Saturday, November 26, 2011

Ashalim: We Are All Children

 
I stepped off the bus and through a bright yellow gate that led to a sunny, colorful courtyard. To my left there were patches of magenta and purple flowers and to my right, beyond the fragmented stone walk I saw half a tire waiting to be jumped on, some bright pink creaky swings, a large plastic truck with oversized wheels, and a cute little table covered with piles of cookies and juice. Through the window of the carefully painted plaster walls I could hear the unmistakable chatter and hum of little voices, happily playing and shouting. As I stepped over the slightly raised frame of the one room building’s door I was greeted by more delighted screams and a quick blur of pink sweatpants chased by a light brown ponytail clipped up by a blue plastic bow. Once all of us had gathered, the thirty or so children broke into such a delightful and cheery song that smiles instantly sprung up in rapid succession throughout our circle of onlookers. They were singing us a greeting and welcome, complete with careful hand motions and tushy shakes. As one little guy twirled his hand in the air on cue he crashed into the chocolate skinned child to his side, causing his little black hat to fall to the floor. With little pudgy hands he quickly swept the embroidered velvet back onto his head and grinned as he spun around. The chocolate skinned child’s smile shone back as they grabbed each other’s shoulders and swayed to the rhythm of the song.  After the song ended to a thunderous applause the children scattered around the room, choosing to either paint, play house, work with clay, eat breakfast, color, or put together a puzzle. A small group were ushered into an adjacent room where they invented their very own life-size game board and began to practice their literacy skills.

The magic of this visit is that I could have been describing either one of the two vibrant, progressive kindergarten programs I had the privilege to visit last week as part of a Next Gen Young Professionals trip organized by JDC. One of the sites was a PACT (Parents and Children Together) room, JDC’s Ethiopian Immigrant program focusing on early childhood education. The other was an ECHAD (Early Childhood Achievement and Development) room, a similar JDC program that focuses on Arab Israeli youth. 
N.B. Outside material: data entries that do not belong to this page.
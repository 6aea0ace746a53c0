//! HTTP request types for the log server.

use bytes::Bytes;
use serde::{Deserialize, Serialize};
use serde_with::{base64::Base64, serde_as};

use crate::model::{Offset, Record};
use crate::Error;

/// Wire representation of a record.
///
/// Payloads travel base64-encoded in JSON. The `offset` field is optional on
/// input (the log assigns it) and always set on output.
#[serde_as]
#[derive(Debug, Clone, PartialEq, Eq, Serialize, Deserialize)]
pub struct WireRecord {
    #[serde_as(as = "Base64")]
    pub value: Bytes,
    #[serde(default)]
    pub offset: Offset,
}

impl From<WireRecord> for Record {
    fn from(wire: WireRecord) -> Self {
        Record {
            value: wire.value,
            offset: wire.offset,
        }
    }
}

impl From<Record> for WireRecord {
    fn from(record: Record) -> Self {
        WireRecord {
            value: record.value,
            offset: record.offset,
        }
    }
}

/// Request body for POST /api/v1/log/append.
///
/// Carries the single record the caller wants appended under the `record`
/// key. Any caller-supplied offset inside the record is ignored.
#[derive(Debug, Deserialize)]
pub struct AppendRequest {
    pub record: WireRecord,
}

impl AppendRequest {
    /// Parse an append request from a raw JSON body.
    pub fn from_json(body: &[u8]) -> Result<Self, Error> {
        serde_json::from_slice(body).map_err(|e| Error::InvalidInput(format!("Invalid JSON: {}", e)))
    }
}

/// Request body for GET /api/v1/log/read.
///
/// Carries the offset to look up under the `offset` key.
#[derive(Debug, Deserialize)]
pub struct ReadRequest {
    pub offset: Offset,
}

impl ReadRequest {
    /// Parse a read request from a raw JSON body.
    pub fn from_json(body: &[u8]) -> Result<Self, Error> {
        serde_json::from_slice(body).map_err(|e| Error::InvalidInput(format!("Invalid JSON: {}", e)))
    }
}

#[cfg(test)]
mod tests {
    use super::*;

    #[test]
    fn should_parse_append_request_from_json() {
        // given - base64 encoded payload: "hello" -> "aGVsbG8="
        let json = br#"{"record": {"value": "aGVsbG8="}}"#;

        // when
        let request = AppendRequest::from_json(json).unwrap();

        // then
        assert_eq!(request.record.value, Bytes::from("hello"));
        assert_eq!(request.record.offset, 0);
    }

    #[test]
    fn should_accept_caller_supplied_offset() {
        // given - the offset is carried through parsing; the log overwrites it
        let json = br#"{"record": {"value": "aGVsbG8=", "offset": 42}}"#;

        // when
        let request = AppendRequest::from_json(json).unwrap();

        // then
        assert_eq!(request.record.offset, 42);
    }

    #[test]
    fn should_return_error_for_missing_record() {
        // given
        let json = br#"{"offset": 3}"#;

        // when
        let result = AppendRequest::from_json(json);

        // then
        assert!(result.is_err());
        assert!(result.unwrap_err().to_string().contains("Invalid JSON"));
    }

    #[test]
    fn should_return_error_for_invalid_base64_payload() {
        // given
        let json = br#"{"record": {"value": "not base64!!"}}"#;

        // when
        let result = AppendRequest::from_json(json);

        // then
        assert!(result.is_err());
    }

    #[test]
    fn should_return_error_for_invalid_json() {
        // given
        let body = b"not valid json";

        // when
        let result = AppendRequest::from_json(body);

        // then
        assert!(result.is_err());
        assert!(result.unwrap_err().to_string().contains("Invalid JSON"));
    }

    #[test]
    fn should_parse_read_request() {
        // given
        let json = br#"{"offset": 7}"#;

        // when
        let request = ReadRequest::from_json(json).unwrap();

        // then
        assert_eq!(request.offset, 7);
    }

    #[test]
    fn should_return_error_for_missing_offset() {
        // given
        let json = br#"{}"#;

        // when
        let result = ReadRequest::from_json(json);

        // then
        assert!(result.is_err());
    }

    #[test]
    fn should_return_error_for_negative_offset() {
        // given - offsets are unsigned
        let json = br#"{"offset": -1}"#;

        // when
        let result = ReadRequest::from_json(json);

        // then
        assert!(result.is_err());
    }

    #[test]
    fn should_convert_wire_record_to_model() {
        // given
        let wire = WireRecord {
            value: Bytes::from("payload"),
            offset: 3,
        };

        // when
        let record: Record = wire.into();

        // then
        assert_eq!(record.value, Bytes::from("payload"));
        assert_eq!(record.offset, 3);
    }
}
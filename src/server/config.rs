//! Configuration for the log server.

use clap::Parser;

/// CLI arguments for the server.
#[derive(Parser, Debug)]
#[command(name = "recordlog")]
#[command(about = "Append-only record log with a JSON HTTP API")]
pub struct CliArgs {
    /// Port to listen on
    #[arg(short, long, default_value = "8080", env = "RECORDLOG_PORT")]
    pub port: u16,
}

/// Server configuration
#[derive(Debug, Clone)]
pub struct ServerConfig {
    pub port: u16,
}

impl Default for ServerConfig {
    fn default() -> Self {
        Self { port: 8080 }
    }
}

impl From<&CliArgs> for ServerConfig {
    fn from(args: &CliArgs) -> Self {
        Self { port: args.port }
    }
}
In both these initiatives the goal is one in the same: to provide the best possible academic foundation for EVERY Israeli child. I walked around each room, marveling at displays of creative learning all around. There were interactive centers, paintings and literacy projects on the wall, baskets and baskets of foam, tissue paper, marbles, beads, ribbons, stencils, cones, dice, tops, paper dolls, yearn, buttons, and clay. Learning through music and dance, literacy through song. Hand motions and patterns, firm but very warm educators. In both places I could tell the focus was the child, from their emotions to cultural development to number sense to phonics skills--it was all there. Regardless of language, religion, race, or culture—every child is precious and deserves the same opportunities to grow and blossom. And through these initiatives, whole communities have the chance for a better future because of the education their children are getting. A child is a child is a child, and these wonderful programs are proof of the gains that can be made when one considers the potential of each smiling face.


 
A morning song from Arab-Israeli Kindergarteners.
A morning song from Ethiopian and Israeli Kindergarteners.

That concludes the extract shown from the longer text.